Input material →
== Segment start ==
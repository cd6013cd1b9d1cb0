use serde::Serialize;

use super::{ExportError, Scene};
use crate::layout::{LayoutSeed, Position, StrategyKind};
use crate::model::{Edge, Node};

#[derive(Serialize)]
#[serde(rename_all = "camelCase")]
struct Document<'a> {
    layout_seed: &'a LayoutSeed,
    strategy: StrategyKind,
    nodes: Vec<PlacedNode<'a>>,
    edges: &'a [Edge],
}

#[derive(Serialize)]
struct PlacedNode<'a> {
    #[serde(flatten)]
    node: &'a Node,
    #[serde(skip_serializing_if = "Option::is_none")]
    position: Option<Position>,
}

pub(super) fn render(scene: &Scene<'_>) -> Result<Vec<u8>, ExportError> {
    let document = Document {
        layout_seed: &scene.layout.seed,
        strategy: scene.layout.strategy,
        nodes: scene
            .nodes
            .iter()
            .map(|node| PlacedNode {
                node,
                position: scene.layout.position(&node.id),
            })
            .collect(),
        edges: scene.edges,
    };
    Ok(serde_json::to_vec_pretty(&document)?)
}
== Segment end ==
Work item →
Go through the data above and copy each line in which "struct" appears.

The answer →
struct Document<'a> {
struct PlacedNode<'a> {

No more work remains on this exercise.